El alma de un siervo rara vez alcanza a apreciar la sana libertad; se enfurece en los tumultos, o se humilla en las cadenas. Aunque estas reglas serían aplicables a toda la América, creo que con más justicia las merece Lima por los conceptos que he expuesto y por la cooperación que ha prestado a sus señores contra sus propios hermanos, los ilustres hijos de Quito, Chile y Buenos Aires. Es constante que el que aspira a obtener la libertad, a lo menos lo intenta. Supongo que en Lima no tolerarán los ricos la democracia, ni los esclavos y pardos libertos la aristocracia; los primeros preferirán la tiranía de uno solo, por no padecer las persecuciones tumultuarias y por establecer un orden siquiera pacífico. Mucho hará si concibe recordar su independencia”.
Y aquí cabe recordar algunas de las posiciones de San Martín, las cuales quizás encuentre justificación en los males estomacales que padeció y los cuales ocasionaron que ya cuando traspuso la Cordillera de los Andes era dependiente del opio para calmarlos.
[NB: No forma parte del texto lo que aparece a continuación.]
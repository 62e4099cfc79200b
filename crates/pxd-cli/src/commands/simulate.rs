//! `pxd simulate`: run a YAML script of desk operations against an
//! in-process service on a manual clock and print what happened.
//!
//! ```yaml
//! start: "2026-04-01T09:00:00Z"
//! steps:
//!   - { op: open_account, account: 1 }
//!   - { op: deposit, account: 1, amount: "100" }
//!   - { op: post_offer, owner: 1, side: sell, pair: USDT/ARS, price: "1050",
//!       amount: "100", min: "10", max: "100" }
//!   - { op: open_trade, offer: 1, counterparty: 2, amount: "50" }
//!   - { op: confirm_receipt, trade: 1, by: 1, expect_error: INVALID_STATE }
//!   - { op: message, trade: 1, by: 2, text: "paid, ref 8812" }
//!   - { op: advance, minutes: 31 }
//!   - { op: sweep }
//! ```
//!
//! Ids in scripts are the plain numbers the ledger assigns in order
//! (first offer is 1, first trade is 1).
//!
//! Time spans that chrono cannot represent fail the step with
//! `INVALID_SCRIPT`.

use std::io::Write;

use anyhow::{bail, Context, Result};
use chrono::{DateTime, Duration, Utc};
use pxd_ledger::{
    AccountId, Actor, CurrencyPair, LedgerError, Micros, NewOffer, OfferId, Resolution, Side,
    TradeAction, TradeCommand, TradeId,
};
use pxd_runtime::{LedgerService, ManualClock, Notification};
use serde::Deserialize;
use tokio::sync::broadcast;

// ---------------------------------------------------------------------------
// Script format
// ---------------------------------------------------------------------------

#[derive(Debug, Deserialize)]
#[serde(deny_unknown_fields)]
pub struct Script {
    pub start: DateTime<Utc>,
    pub steps: Vec<Step>,
}

#[derive(Debug, Deserialize)]
pub struct Step {
    #[serde(flatten)]
    pub op: Op,
    /// Error code the step must fail with, e.g. `INSUFFICIENT_FUNDS`.
    #[serde(default)]
    pub expect_error: Option<String>,
}

#[derive(Debug, Deserialize)]
#[serde(tag = "op", rename_all = "snake_case")]
pub enum Op {
    OpenAccount {
        account: u64,
    },
    Deposit {
        account: u64,
        amount: Amount,
    },
    Withdraw {
        account: u64,
        amount: Amount,
    },
    PostOffer {
        owner: u64,
        side: Side,
        pair: String,
        price: Amount,
        amount: Amount,
        min: Amount,
        max: Amount,
        #[serde(default)]
        payment_methods: Vec<String>,
    },
    CloseOffer {
        offer: u64,
        by: ScriptActor,
    },
    OpenTrade {
        offer: u64,
        counterparty: u64,
        amount: Amount,
    },
    MarkPaid {
        trade: u64,
        by: ScriptActor,
        #[serde(default)]
        key: Option<String>,
    },
    ConfirmReceipt {
        trade: u64,
        by: ScriptActor,
        #[serde(default)]
        key: Option<String>,
    },
    Cancel {
        trade: u64,
        by: ScriptActor,
    },
    Message {
        trade: u64,
        by: ScriptActor,
        text: String,
    },
    OpenDispute {
        trade: u64,
        by: ScriptActor,
        #[serde(default)]
        reason: String,
    },
    ResolveDispute {
        trade: u64,
        resolution: Resolution,
    },
    Suspend {
        account: u64,
        hours: i64,
    },
    LiftSuspension {
        account: u64,
    },
    Advance {
        #[serde(default)]
        minutes: i64,
        #[serde(default)]
        seconds: i64,
    },
    Sweep,
    Report {
        hours: i64,
    },
}
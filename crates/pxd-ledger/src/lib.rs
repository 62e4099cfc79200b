//! pxd-ledger
//!
//! Escrow ledger for a peer-to-peer exchange desk: accounts, offers, trades
//! and disputes, and every balance movement between them.
//!
//! - Pure and deterministic. Callers pass `now`; nothing here reads a clock,
//!   touches IO, or draws randomness.
//! - Fixed-point money ([`Micros`], 1e-6 scale).
//! - Trade and offer lifecycles are explicit tables in [`state_machine`].
//! - All-or-nothing writes: a returned [`LedgerError`] means nothing changed.
//! - Every committed change is recorded as a [`LedgerRecord`] for the caller
//!   to drain.

mod commands;
mod error;
mod events;
mod integrity;
mod ledger;
mod money;
mod policy;
mod report;
pub mod state_machine;
mod types;

pub use commands::{TradeAction, TradeCommand};
pub use error::LedgerError;
pub use events::{CancelReason, LedgerEvent, LedgerRecord};
pub use integrity::IntegrityViolation;
pub use ledger::{LedgerSnapshot, TradeLedger, MAX_MESSAGE_CHARS};
pub use money::{Micros, ParseMicrosError, BPS_DENOM, MICROS_PER_UNIT};
pub use policy::LedgerConfig;
pub use report::CommissionReport;
pub use state_machine::{OfferStatus, TradeStatus, TransitionError};
pub use types::{
    Account, AccountId, Actor, CurrencyPair, Dispute, NewOffer, Offer, OfferId, Resolution, Side,
    Trade, TradeId, TradeMessage,
};
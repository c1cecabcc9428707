use std::cmp::Ordering;

use bytes::Bytes;

use crate::kv::kv_pair::KeyValuePair;

/// Picks the order a merge runs in.
#[derive(Clone, Copy, Debug, Default, Eq, PartialEq)]
pub struct MergeOptions {
    /// Compare by the number a line starts with. Lines that don't start
    /// with a number go after all lines that do.
    pub numeric: bool,
    pub reverse: bool,
    /// ASCII case folding only.
    pub ignore_case: bool,
}

impl MergeOptions {
    pub fn new_with_defaults() -> Self {
        Self::default()
    }

    pub fn compare(&self, a: &[u8], b: &[u8]) -> Ordering {
        let ordering = if self.numeric {
            match (leading_number(a), leading_number(b)) {
                (Some(x), Some(y)) => x.partial_cmp(&y).unwrap_or(Ordering::Equal),
                (Some(_), None) => Ordering::Less,
                (None, Some(_)) => Ordering::Greater,
                (None, None) => self.compare_text(a, b),
            }
        } else {
            self.compare_text(a, b)
        };
        if self.reverse {
            ordering.reverse()
        } else {
            ordering
        }
    }

    fn compare_text(&self, a: &[u8], b: &[u8]) -> Ordering {
        if self.ignore_case {
            a.iter()
                .map(u8::to_ascii_lowercase)
                .cmp(b.iter().map(u8::to_ascii_lowercase))
        } else {
            a.cmp(b)
        }
    }

    pub fn line_order(self) -> impl Fn(&Bytes, &Bytes) -> Ordering {
        move |a: &Bytes, b: &Bytes| self.compare(a, b)
    }

    pub fn key_order(self) -> impl Fn(&KeyValuePair, &KeyValuePair) -> Ordering {
        move |a: &KeyValuePair, b: &KeyValuePair| self.compare(&a.key, &b.key)
    }
}

fn leading_number(line: &[u8]) -> Option<f64> {
    let start = line.iter().position(|c| !c.is_ascii_whitespace())?;
    let line = &line[start..];
    let mut end = 0;
    let mut seen_dot = false;
    for (index, &c) in line.iter().enumerate() {
        match c {
            b'-' | b'+' if index == 0 => {}
            b'0'..=b'9' => {}
            b'.' if !seen_dot => seen_dot = true,
            _ => break,
        }
        end = index + 1;
    }
    std::str::from_utf8(&line[..end]).ok()?.parse().ok()
}
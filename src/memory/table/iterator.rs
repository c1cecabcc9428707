use std::{iter::Peekable, sync::Arc};

use anyhow::{anyhow, Result};
use bytes::Bytes;
use crossbeam_skiplist::{map::Iter, SkipMap};
use ouroboros::self_referencing;

use crate::{iterator::Source, kv::kv_pair::KeyValuePair};

/// Source walking a `SortedTable` in key order. Entries inserted ahead of
/// the cursor while walking are picked up; once exhausted it stays that way.
pub struct TableSource {
    // none once closed
    cursor: Option<TableCursor>,
}

impl TableSource {
    pub(super) fn new(entries: Arc<SkipMap<Bytes, Bytes>>) -> Self {
        Self {
            cursor: Some(TableCursor::new(entries, |map| map.iter().peekable())),
        }
    }

    fn cursor_mut(&mut self) -> Result<&mut TableCursor> {
        self.cursor
            .as_mut()
            .ok_or_else(|| anyhow!("table source is closed"))
    }
}

impl Source for TableSource {
    type Item = KeyValuePair;

    fn has_more(&mut self) -> Result<bool> {
        let cursor = self.cursor_mut()?;
        Ok(cursor.with_entries_mut(|entries| entries.peek().is_some()))
    }

    fn pull_next(&mut self) -> Result<KeyValuePair> {
        let cursor = self.cursor_mut()?;
        cursor
            .with_entries_mut(|entries| {
                entries.next().map(|entry| KeyValuePair {
                    key: entry.key().clone(),
                    value: entry.value().clone(),
                })
            })
            .ok_or_else(|| anyhow!("table source is exhausted"))
    }

    fn close(&mut self) -> Result<()> {
        self.cursor = None;
        Ok(())
    }
}

#[self_referencing]
struct TableCursor {
    map: Arc<SkipMap<Bytes, Bytes>>,
    #[borrows(map)]
    #[not_covariant]
    entries: Peekable<Iter<'this, Bytes, Bytes>>,
}

#[cfg(test)]
mod tests {
    use anyhow::Result;

    use crate::{
        iterator::{merge_iterator::KWayMerger, Source},
        kv::kv_pair::KeyValuePair,
        memory::table::SortedTable,
        options::MergeOptions,
    };

    #[test]
    fn test_iterate() {
        let table = SortedTable::new();
        table.put("k2".as_bytes(), "v2".as_bytes());
        table.put("k1".as_bytes(), "v1".as_bytes());

        let mut source = table.source();
        assert!(source.has_more().unwrap());
        assert_eq!(source.pull_next().unwrap(), KeyValuePair::new(b"k1", b"v1"));
        assert_eq!(source.pull_next().unwrap(), KeyValuePair::new(b"k2", b"v2"));
        assert!(!source.has_more().unwrap());
        assert!(source.pull_next().is_err());
    }

    #[test]
    fn test_closed_source_fails() {
        let table = SortedTable::new();
        table.put("k1".as_bytes(), "v1".as_bytes());

        let mut source = table.source();
        source.close().unwrap();
        assert!(source.has_more().is_err());
        assert!(source.pull_next().is_err());
    }

    #[test]
    fn test_merge_tables() {
        let table_1 = SortedTable::new();
        table_1.put("k2".as_bytes(), "v2".as_bytes());
        let table_2 = SortedTable::new();
        table_2.put("k3".as_bytes(), "v3".as_bytes());
        let table_3 = SortedTable::new();
        table_3.put("k1".as_bytes(), "v1".as_bytes());
        table_3.put("k4".as_bytes(), "v4".as_bytes());

        let sources = vec![table_1.source(), table_2.source(), table_3.source()];
        let merger = KWayMerger::new(sources, MergeOptions::new_with_defaults().key_order());

        let merged: Vec<KeyValuePair> = merger.collect::<Result<_>>().unwrap();
        let keys: Vec<_> = merged.iter().map(|kv| kv.key.clone()).collect();
        assert_eq!(keys, vec!["k1", "k2", "k3", "k4"]);
    }
}
use std::{
    fs::File,
    io::{BufRead, BufReader},
    path::{Path, PathBuf},
};

use anyhow::{anyhow, Context, Result};
use bytes::Bytes;

use crate::iterator::Source;

/// Source over the lines of a text file that is already sorted.
///
/// Lines are handed out without their line terminator.
pub struct LineSource {
    path: PathBuf,
    // none once closed
    reader: Option<BufReader<File>>,
}

impl LineSource {
    pub fn open(path: impl AsRef<Path>) -> Result<Self> {
        let path = path.as_ref().to_owned();
        let file =
            File::open(&path).with_context(|| format!("failed to open {}", path.display()))?;
        Ok(Self {
            path,
            reader: Some(BufReader::new(file)),
        })
    }

    pub fn path(&self) -> &Path {
        &self.path
    }

    fn reader_mut(&mut self) -> Result<&mut BufReader<File>> {
        let path = &self.path;
        self.reader
            .as_mut()
            .ok_or_else(|| anyhow!("{} is closed", path.display()))
    }
}

impl Source for LineSource {
    type Item = Bytes;

    fn has_more(&mut self) -> Result<bool> {
        // peeks at the buffer, nothing is consumed
        let reader = self.reader_mut()?;
        Ok(!reader.fill_buf()?.is_empty())
    }

    fn pull_next(&mut self) -> Result<Bytes> {
        let mut line = Vec::new();
        let read = self.reader_mut()?.read_until(b'\n', &mut line);
        let read = read.with_context(|| format!("failed to read {}", self.path.display()))?;
        if read == 0 {
            return Err(anyhow!("{} has no more lines", self.path.display()));
        }
        if line.ends_with(b"\n") {
            line.pop();
            if line.ends_with(b"\r") {
                line.pop();
            }
        }
        Ok(Bytes::from(line))
    }

    fn close(&mut self) -> Result<()> {
        self.reader = None;
        Ok(())
    }
}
Dependencia que debió haberle afectado tanto que conforme lo relata Virgilio Roel Pineda, lo llevó a una serie de desatinos como el negociar con el virrey de La Serna, el intentar traer un rey europeo, el malquistarse con sus colaboradores, que lo culpaban del empantanamiento de la campaña militar en el Perú, todos los cuales culminaron en la entrevista con Bolívar en Guayaquil, tras la cual se retiró en calidad de vencido en julio de 1822, dejando el campo libre a quien algunos autores como Herbert Morote califican como el enemigo número 1 de Perú. Empero, lo cierto es que Bolívar logró tras el triunfo de las tropas dirigidas por Sucre, en la batalla de Ayacucho, el 9 de diciembre de 1824 la capitulación española.
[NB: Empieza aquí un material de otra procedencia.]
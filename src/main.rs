mod cli_utils;

use std::{cmp::Ordering, collections::HashMap, io::Write, path::PathBuf, str::from_utf8};

use anyhow::{anyhow, Result};
use bytes::Bytes;
use clap::{Args, Parser, Subcommand};

use sorted_merge::{
    file::LineSource,
    iterator::{merge_iterator::KWayMerger, Source},
    kv::kv_pair::KeyValuePair,
    memory::table::SortedTable,
    options::MergeOptions,
};

#[derive(Parser)]
#[clap(name = "", no_binary_name = true)]
struct Cli {
    #[clap(subcommand)]
    command: Command,
}

#[derive(Debug, Subcommand)]
enum Command {
    /// Insert a key into a named in-memory table
    Put {
        table: String,
        key: String,
        value: String,
    },
    /// Merge named tables by key
    Scan {
        #[clap(required = true)]
        tables: Vec<String>,
        #[clap(flatten)]
        order: OrderArgs,
    },
    /// Merge already-sorted files line by line
    Merge {
        #[clap(required = true)]
        files: Vec<PathBuf>,
        #[clap(flatten)]
        order: OrderArgs,
    },
    Quit,
}

#[derive(Debug, Args)]
struct OrderArgs {
    #[clap(long)]
    numeric: bool,
    #[clap(long)]
    reverse: bool,
    #[clap(long)]
    ignore_case: bool,
}

impl From<OrderArgs> for MergeOptions {
    fn from(args: OrderArgs) -> Self {
        Self {
            numeric: args.numeric,
            reverse: args.reverse,
            ignore_case: args.ignore_case,
        }
    }
}

fn main() -> Result<()> {
    cli_utils::init_logging();
    let mut tables: HashMap<String, SortedTable> = HashMap::new();
    loop {
        print!("$ ");
        std::io::stdout().flush()?;

        let Some(line) = cli_utils::readline()? else {
            return Ok(());
        };
        let args = shlex::split(&line).unwrap_or_default();
        if args.is_empty() {
            continue;
        }
        let command = match Cli::try_parse_from(args) {
            Ok(cli) => cli.command,
            Err(e) => {
                e.print()?;
                continue;
            }
        };
        if let Command::Quit = command {
            return Ok(());
        }
        if let Err(e) = run(command, &mut tables) {
            eprintln!("error: {:#}", e);
        }
    }
}

fn run(command: Command, tables: &mut HashMap<String, SortedTable>) -> Result<()> {
    match command {
        Command::Put { table, key, value } => {
            tables
                .entry(table)
                .or_default()
                .put(key.as_bytes(), value.as_bytes());
        }
        Command::Scan { tables: names, order } => {
            let sources = names
                .iter()
                .map(|name| {
                    tables
                        .get(name)
                        .map(SortedTable::source)
                        .ok_or_else(|| anyhow!("no table named {}", name))
                })
                .collect::<Result<Vec<_>>>()?;
            let options = MergeOptions::from(order);
            let merger = KWayMerger::new(sources, options.key_order());
            drain(merger, |kv: KeyValuePair| {
                println!("{}={}", from_utf8(&kv.key)?, from_utf8(&kv.value)?);
                Ok(())
            })?;
        }
        Command::Merge { files, order } => {
            let sources = files
                .iter()
                .map(LineSource::open)
                .collect::<Result<Vec<_>>>()?;
            let options = MergeOptions::from(order);
            let merger = KWayMerger::new(sources, options.line_order());
            drain(merger, |line: Bytes| {
                println!("{}", String::from_utf8_lossy(&line));
                Ok(())
            })?;
        }
        Command::Quit => {}
    }
    Ok(())
}

/// Hands every merged element to `emit`, stopping at the first failure.
/// The merger is closed either way.
fn drain<S, F>(
    mut merger: KWayMerger<S, F>,
    mut emit: impl FnMut(S::Item) -> Result<()>,
) -> Result<()>
where
    S: Source,
    F: Fn(&S::Item, &S::Item) -> Ordering,
{
    let mut result = Ok(());
    while merger.has_next() {
        if let Err(e) = merger.take_next().and_then(&mut emit) {
            result = Err(e);
            break;
        }
    }
    merger.close()?;
    result
}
Aquí cabe resaltar al margen de simpatías o antipatías lo que alguna vez me dijo un amigo: “En tanto San Martín fue u soldado que hizo fortuna, Bolívar fue un hombre de fortuna que se hizo soldado. Y en tanto el primero se retiró del Perú y el proceso libertador cuando tenía solo 45 años, muriendo apaciblemente a los 72 años en la ciudad costera francesa de Boulogne-sur-Mer; Bolívar muere en la ciudad colombiana de Santa Marta cuando intentaba llegar a Europa el 17 de diciembre de 1830 a los 47 años de edad, supuestamente por tisis tuberculosa, derivada de un catarro pulmonar mal curado, que se convirtió en tuberculosis crónica, y afligido además por el asesinato de Sucre. (El 16 de julio de 2010, los restos mortales de Bolívar fueron exhumados por orden de Hugo Chávez para su análisis y tratar de comprobar si en realidad murió por causas naturales o fue asesinado. También se realizaron pruebas de ADN.
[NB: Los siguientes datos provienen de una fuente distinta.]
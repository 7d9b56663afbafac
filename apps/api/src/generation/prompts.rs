// All LLM prompt templates for the AI generation endpoints.
// Reuses cross-cutting fragments from llm_client::prompts.

use crate::generation::models::{BulletsRequest, ImproveTextRequest, SkillsRequest, SummaryRequest};
use crate::llm_client::prompts::{special_focus, NO_PREAMBLE_INSTRUCTION, PARAGRAPH_FORMAT_RULES};

/// Summary prompt. Replace: {title}, {years}, {skills}, {format_rules},
/// {special_focus}, {closing}
pub const SUMMARY_PROMPT_TEMPLATE: &str = r#"Create a professional summary for a {title} with {years} years of experience.

IMPORTANT FORMAT RULES - STRICTLY FOLLOW THESE:
{format_rules}

KEY ELEMENTS TO INCLUDE:
• Start with a strong opening statement about {title} expertise
• Include 2-3 quantifiable achievements or impacts
• Use action verbs: led, developed, optimized, implemented
• End with forward-looking career objective
• Focus on: {skills}

{special_focus}

{closing}"#;

/// Bullets prompt. Replace: {role}, {company}, {track_note}, {context},
/// {focus_intro}, {tailor}
pub const BULLETS_PROMPT_TEMPLATE: &str = r#"Generate exceptional resume bullet points for {role} role at {company}.

{track_note}

Role context: {context}

{focus_intro}

REQUIREMENTS FOR EACH BULLET POINT:
• Start with powerful action verbs (orchestrated, spearheaded, revolutionized, accelerated, transformed)
• Include specific metrics and quantifiable results (increase by X%, reduce by Y%, manage $Z budget)
• Focus on business impact and value creation, not just duties
• Use industry-standard terminology for ATS compatibility
• Demonstrate progression and increasing responsibility
• Showcase both technical expertise and soft skills

FORMAT: one bullet per line, each line starting with the • character.

Generate 5-7 bullet points specific to {role} role.

{tailor}"#;

/// Improve-text prompt. Replace: {text}, {special_focus}, {format_rules}
pub const IMPROVE_PROMPT_TEMPLATE: &str = r#"Improve this professional summary text:

ORIGINAL TEXT:
"{text}"

{special_focus}

CRITICAL FORMATTING RULES - MUST FOLLOW:
{format_rules}

IMPROVEMENT GUIDELINES:
• Elevate language to professional level
• Add quantifiable metrics where appropriate
• Use powerful action verbs
• Optimize for ATS with relevant keywords
• Focus on achievements and results
• Ensure parallel structure and flow

IMPORTANT: If the original text has bullet points, CONVERT them to smooth paragraph sentences.
Return ONLY the improved 3-5 sentence paragraph, nothing else."#;

/// Skills prompt. Replace: {title}, {field}, {focus_intro}, {focus_closing}
pub const SKILLS_PROMPT_TEMPLATE: &str = r#"Provide a comprehensive skills list for a {title} targeting {field} roles.

{focus_intro}

CATEGORIZE SKILLS INTO:
1. TECHNICAL/CORE COMPETENCIES: Primary tools, technologies, and hard skills
2. PROFESSIONAL EXPERTISE: Domain knowledge and specialized capabilities
3. LEADERSHIP & SOFT SKILLS: Management, communication, strategic abilities
4. INDUSTRY-SPECIFIC: Relevant certifications, methodologies, frameworks

REQUIREMENTS:
• Include both foundational and advanced skills
• Balance between technical and transferable skills
• Prioritize in-demand, market-relevant competencies
• Include ATS keywords for optimal resume scanning
• Provide 12-18 total skills across categories
• Format as comma-separated list within categories

{focus_closing}"#;

fn or_default<'a>(value: &'a Option<String>, default: &'a str) -> &'a str {
    value
        .as_deref()
        .map(str::trim)
        .filter(|s| !s.is_empty())
        .unwrap_or(default)
}

fn custom(value: &Option<String>) -> Option<&str> {
    value.as_deref().map(str::trim).filter(|s| !s.is_empty())
}

/// Fills `{slot}` placeholders in one left-to-right pass. Inserted values are
/// copied verbatim and never scanned for further slots; unknown `{...}` text
/// is left as is.
fn fill_template(template: &str, slots: &[(&str, &str)]) -> String {
    let mut out = String::with_capacity(template.len());
    let mut rest = template;

    while let Some(open) = rest.find('{') {
        out.push_str(&rest[..open]);
        let tail = &rest[open..];
        let slot = tail
            .find('}')
            .map(|close| &tail[1..close])
            .and_then(|name| slots.iter().find(|(slot, _)| *slot == name));

        match slot {
            Some((name, value)) => {
                out.push_str(value);
                rest = &tail[name.len() + 2..];
            }
            None => {
                out.push('{');
                rest = &tail[1..];
            }
        }
    }
    out.push_str(rest);
    out
}

pub fn build_summary_prompt(title: &str, req: &SummaryRequest) -> String {
    let focus = special_focus("SPECIAL REQUESTS", custom(&req.custom_instructions));
    fill_template(
        SUMMARY_PROMPT_TEMPLATE,
        &[
            ("title", title),
            ("years", or_default(&req.years, "5+")),
            ("skills", or_default(&req.skills, "relevant skills")),
            ("format_rules", PARAGRAPH_FORMAT_RULES),
            ("special_focus", &focus),
            ("closing", NO_PREAMBLE_INSTRUCTION),
        ],
    )
}

pub fn build_bullets_prompt(role: &str, req: &BulletsRequest) -> String {
    let track_note = match (custom(&req.position), custom(&req.title)) {
        (Some(position), Some(title)) if position != title => format!(
            "Note: This is specifically for {position} position within {title} career track."
        ),
        _ => String::new(),
    };

    let instructions = custom(&req.custom_instructions);
    let focus_intro = match instructions {
        Some(text) => format!(
            "ADDITIONAL FOCUS REQUESTED: {text}\n\n\
             Create bullet points that showcase {role} expertise with emphasis on these areas:"
        ),
        None => "Focus on core role responsibilities:".to_string(),
    };
    let tailor = special_focus("TAILOR to highlight", instructions);

    fill_template(
        BULLETS_PROMPT_TEMPLATE,
        &[
            ("role", role),
            ("company", or_default(&req.company, "a leading company")),
            ("track_note", &track_note),
            (
                "context",
                or_default(&req.context, "Key responsibilities and achievements"),
            ),
            ("focus_intro", &focus_intro),
            ("tailor", &tailor),
        ],
    )
}

pub fn build_improve_prompt(text: &str, req: &ImproveTextRequest) -> String {
    let focus = special_focus("SPECIFIC REQUESTS", custom(&req.custom_instructions));
    fill_template(
        IMPROVE_PROMPT_TEMPLATE,
        &[
            ("text", text),
            ("special_focus", &focus),
            ("format_rules", PARAGRAPH_FORMAT_RULES),
        ],
    )
}

pub fn build_skills_prompt(title: &str, req: &SkillsRequest) -> String {
    let (focus_intro, focus_closing) = match custom(&req.custom_instructions) {
        Some(text) => (
            format!(
                "SPECIFIC SKILL AREAS REQUESTED: {text}\n\n\
                 Prioritize skills related to these areas within {title} context:"
            ),
            format!(
                "SPECIAL FOCUS: Emphasize skills related to {text} while maintaining {title} relevance."
            ),
        ),
        None => (
            format!("Provide balanced skill set for general {title} role:"),
            "Focus on skills that demonstrate both depth and breadth of expertise.".to_string(),
        ),
    };

    fill_template(
        SKILLS_PROMPT_TEMPLATE,
        &[
            ("title", title),
            ("field", or_default(&req.field, "competitive industry")),
            ("focus_intro", &focus_intro),
            ("focus_closing", &focus_closing),
        ],
    )
}

#[cfg(test)]
mod tests {
    use super::*;

    #[test]
    fn test_summary_defaults_applied() {
        let prompt = build_summary_prompt("Product Manager", &SummaryRequest::default());
        assert!(prompt.starts_with(
            "Create a professional summary for a Product Manager with 5+ years of experience."
        ));
        assert!(prompt.contains("Focus on: relevant skills"));
        assert!(!prompt.contains("SPECIAL REQUESTS"));
        assert!(!prompt.contains('{'), "unfilled slot in: {prompt}");
    }

    #[test]
    fn test_summary_custom_instructions_appended() {
        let req = SummaryRequest {
            years: Some("8".to_string()),
            custom_instructions: Some("mention fintech".to_string()),
            ..Default::default()
        };
        let prompt = build_summary_prompt("Analyst", &req);
        assert!(prompt.contains("with 8 years of experience"));
        assert!(prompt.contains("SPECIAL REQUESTS: mention fintech"));
    }

    #[test]
    fn test_bullets_track_note_only_when_distinct() {
        let req = BulletsRequest {
            title: Some("Engineering".to_string()),
            position: Some("Tech Lead".to_string()),
            ..Default::default()
        };
        let prompt = build_bullets_prompt("Tech Lead", &req);
        assert!(prompt.contains("specifically for Tech Lead position within Engineering career track"));
        assert!(prompt.contains("at a leading company"));
        assert!(prompt.contains("Focus on core role responsibilities:"));

        let same = BulletsRequest {
            title: Some("Tech Lead".to_string()),
            position: Some("Tech Lead".to_string()),
            ..Default::default()
        };
        assert!(!build_bullets_prompt("Tech Lead", &same).contains("career track"));
    }

    #[test]
    fn test_bullets_custom_focus() {
        let req = BulletsRequest {
            position: Some("SRE".to_string()),
            company: Some("Acme".to_string()),
            custom_instructions: Some("incident response".to_string()),
            ..Default::default()
        };
        let prompt = build_bullets_prompt("SRE", &req);
        assert!(prompt.contains("for SRE role at Acme."));
        assert!(prompt.contains("ADDITIONAL FOCUS REQUESTED: incident response"));
        assert!(prompt.contains("TAILOR to highlight: incident response"));
    }

    #[test]
    fn test_improve_embeds_text_verbatim() {
        let req = ImproveTextRequest {
            text: Some("I did {stuff} at work".to_string()),
            custom_instructions: None,
        };
        let prompt = build_improve_prompt("I did {stuff} at work", &req);
        assert!(prompt.contains("\"I did {stuff} at work\""));
        assert!(prompt.contains("1. Return ONLY a 3-5 sentence professional paragraph"));
        assert!(!prompt.contains("SPECIFIC REQUESTS"));
    }

    #[test]
    fn test_skills_prompt_with_and_without_focus() {
        let plain = build_skills_prompt("Nurse", &SkillsRequest::default());
        assert!(plain.contains("for a Nurse targeting competitive industry roles"));
        assert!(plain.contains("Provide balanced skill set for general Nurse role:"));

        let focused = SkillsRequest {
            field: Some("pediatrics".to_string()),
            custom_instructions: Some("neonatal care".to_string()),
            ..Default::default()
        };
        let prompt = build_skills_prompt("Nurse", &focused);
        assert!(prompt.contains("targeting pediatrics roles"));
        assert!(prompt.contains("SPECIAL FOCUS: Emphasize skills related to neonatal care"));
    }

    #[test]
    fn test_fill_template_single_pass() {
        let filled = fill_template("{a} and {b} {unknown}", &[("a", "{b}"), ("b", "x")]);
        assert_eq!(filled, "{b} and x {unknown}");
    }

    #[test]
    fn test_braces_in_caller_text_are_kept_verbatim() {
        let req = SummaryRequest {
            custom_instructions: Some("mention {closing} and {skills}".to_string()),
            ..Default::default()
        };
        let prompt = build_summary_prompt("{years} Engineer", &req);
        assert!(prompt.contains("SPECIAL REQUESTS: mention {closing} and {skills}"));
        assert!(prompt.starts_with("Create a professional summary for a {years} Engineer with 5+"));

        let skills = SkillsRequest {
            custom_instructions: Some("skills named {title}".to_string()),
            ..Default::default()
        };
        let prompt = build_skills_prompt("Nurse", &skills);
        assert!(prompt.contains("SPECIFIC SKILL AREAS REQUESTED: skills named {title}"));

        let bullets = BulletsRequest {
            position: Some("Lead {company}".to_string()),
            custom_instructions: Some("{tailor} outage work".to_string()),
            ..Default::default()
        };
        let prompt = build_bullets_prompt("Lead {company}", &bullets);
        assert!(prompt.contains("for Lead {company} role at a leading company."));
        assert!(prompt.contains("TAILOR to highlight: {tailor} outage work"));
    }
}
En julio de 2011, la unidad criminalística del Ministerio Público de Venezuela que exhumó los restos de Bolívar informó que la causa de muerte no fue tuberculosis como lo diagnosticó el médico que lo atendió en 1830 sino un trastorno hidroelectrolítico. Asimismo, científicos de la Universidad Johns Hopkins especulan respecto a que Bolívar ingirió arsénico como un remedio para algunos de sus frecuentes males: dolores de cabeza recurrentes, debilitamiento, hemorroides y sus episodios crónicos de pérdida de conciencia. En esa época el arsénico era un remedio médico común. Parece que Bolívar se autor recetó.)